The current design of the virtual assistive system from [20] is reliable only under the assumption that the patient remains in the same condition as he/she was during the CT scan phase. However, this is an ideal condition, and as noted earlier, the changes in anatomy from preoperative phase to intra-operative phase are unavoidable. To overcome this drawback, the 3D reconstruction of the tissues at run-time can serve as the keystone for updating the preoperative tissue models. Moreover, by knowing the pose of the tissue surface with respect to the robotic devices, it would be possible to define areas to be protected, e.g., main vessels or vital structures, improving the safety of the surgery.

Research contributions

Two techniques for 3D surface reconstruction of soft tissue are investigated in this paper:

  1. 1.

    Method 1 follows the traditional approach of the block matching algorithm [23].

  2. 2.

    Method 2 exploits a nonparametric transformation to make the stereo matching more robust to illumination variations.

The paper introduces a novel method to enhance the density of the reconstructed surface from these methods through disparity refinement based on simple linear iterative clustering (SLIC) super-pixels algorithm [1].

The algorithms introduced here are designed to enhance the visualization during robotic SILS procedures and are integrated into the virtual assistive system as highlighted in Fig. 1.

Materials and methods

The workflow for the soft tissue 3D reconstruction algorithm using the two methods is shown in Fig. 2, and it is described in detail in the following subsections.

Fig. 2
figure 2

Workflow of the proposed surface extraction algorithm. Two methods are proposed: Method 1 one based on SAD and Method 2 based on census transform. Both methods are improved using the disparity refinement with super-pixel segmentation

Preprocessing

Surgical images acquired from an endoscope need preprocessing in order to facilitate the search for pixel correspondences. For greater accuracy in the 3D reconstruction, we calibrate the cameras using the OpenCV Library [17], obtaining the intrinsic and extrinsic parameters. The images are then undistorted and rectified, so that the corresponding pixels lie on the same horizontal line (epipolar line) [9]. Generally, the stereo cameras are on the tip of the inserted endoscope device and in proximity to a light source. The two cameras are exposed differently to the light source due to their different position with respect to it.
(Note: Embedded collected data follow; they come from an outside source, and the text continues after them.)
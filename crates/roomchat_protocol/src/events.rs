#![forbid(unsafe_code)]

use crate::framing::Envelope;

/// Client → server: join a room (acknowledged).
pub const ROOM: &str = "room";
/// Client → server: send a chat message (acknowledged).
pub const SEND_MESSAGE: &str = "sendMessage";

/// Server → client: connection established.
pub const CONNECT: &str = "connect";
/// Server → client: server-initiated disconnect.
pub const DISCONNECT: &str = "disconnect";
/// Server → client: room joined, with backlog.
pub const JOINED_ROOM: &str = "joinedRoom";
/// Server → client: a single new message under `data`.
pub const RECEIVE_MESSAGE: &str = "receiveMessage";
/// Server → client: response to an acknowledged client event.
pub const ACK: &str = "ack";

/// Inbound frame, routed by event name. Payloads are still raw; validation happens in [`crate::payloads`].
#[derive(Debug, Clone, PartialEq)]
pub enum Inbound {
	Connect,
	Disconnect { reason: Option<String> },
	JoinedRoom(serde_json::Value),
	ReceiveMessage(serde_json::Value),
	Ack { ack: u64, data: serde_json::Value },
	Other { event: String, data: serde_json::Value },
}

impl Inbound {
	pub fn event_name(&self) -> &str {
		match self {
			Inbound::Connect => CONNECT,
			Inbound::Disconnect { .. } => DISCONNECT,
			Inbound::JoinedRoom(_) => JOINED_ROOM,
			Inbound::ReceiveMessage(_) => RECEIVE_MESSAGE,
			Inbound::Ack { .. } => ACK,
			Inbound::Other { event, .. } => event,
		}
	}
}

/// Route an envelope by its event name.
///
/// An `ack` frame without an ack number cannot be correlated and is returned as [`Inbound::Other`].
pub fn classify(env: Envelope) -> Inbound {
	match (env.event.as_str(), env.ack) {
		(CONNECT, _) => Inbound::Connect,
		(DISCONNECT, _) => Inbound::Disconnect {
			reason: match env.data {
				serde_json::Value::String(s) => Some(s),
				serde_json::Value::Object(ref o) => o.get("reason").and_then(|r| r.as_str()).map(str::to_string),
				_ => None,
			},
		},
		(JOINED_ROOM, _) => Inbound::JoinedRoom(env.data),
		(RECEIVE_MESSAGE, _) => Inbound::ReceiveMessage(env.data),
		(ACK, Some(ack)) => Inbound::Ack { ack, data: env.data },
		_ => Inbound::Other {
			event: env.event,
			data: env.data,
		},
	}
}

#[cfg(test)]
mod tests {
	use serde_json::json;

	use super::*;

	#[test]
	fn routes_known_events() {
		assert_eq!(classify(Envelope::new(CONNECT, json!(null))), Inbound::Connect);
		assert_eq!(
			classify(Envelope::new(DISCONNECT, json!("io server disconnect"))),
			Inbound::Disconnect {
				reason: Some("io server disconnect".to_string())
			}
		);
		assert_eq!(
			classify(Envelope::new(ACK, json!({"ok": true})).with_ack(7)),
			Inbound::Ack {
				ack: 7,
				data: json!({"ok": true})
			}
		);
		assert!(matches!(
			classify(Envelope::new(RECEIVE_MESSAGE, json!({}))),
			Inbound::ReceiveMessage(_)
		));
	}

	#[test]
	fn ack_without_number_is_other() {
		let inbound = classify(Envelope::new(ACK, json!({})));
		assert_eq!(inbound.event_name(), ACK);
		assert!(matches!(inbound, Inbound::Other { .. }));
	}
}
This can produce over- or underexposure and differences in brightness/exposure between the images. Image processing removes such artifacts in the images and enhances the identification of the correspondences in texture-less and homogeneous areas. These steps are described in the following paragraphs.

Specularity removal Clinical images are usually affected by specular reflections due to the tissue characteristics and the proximity of the light source. The specular reflections appear as bright regions in the endoscopic images and can be mistaken for regular/irregular tissue. The algorithm described in [3] is implemented for removing specular highlights.

Image equalization Histogram equalization is performed to improve contrast and enhance details that are over- or underexposed. The method used is a function from the OpenCV Library (equalizedHist). The equalization is performed only in Method 1, since the census transform in Method 2 already makes it robust to illumination variation.

Surface reconstruction

The two cameras of the endoscope record the surgical field from two different points of view. The difference in position of an object between the left and right images is called disparity (d). Knowing the distance between the cameras (s) and the focal length of the cameras (f), the depth, i.e., the z coordinate of the reconstructed point, can be calculated with the following equation:

$$\begin{aligned} \hbox {depth}(i,j) = \frac{(f \cdot s) }{\hbox {disparity}(i,j)} \end{aligned}$$
(1)

where i and j are, respectively, rows and columns of the image.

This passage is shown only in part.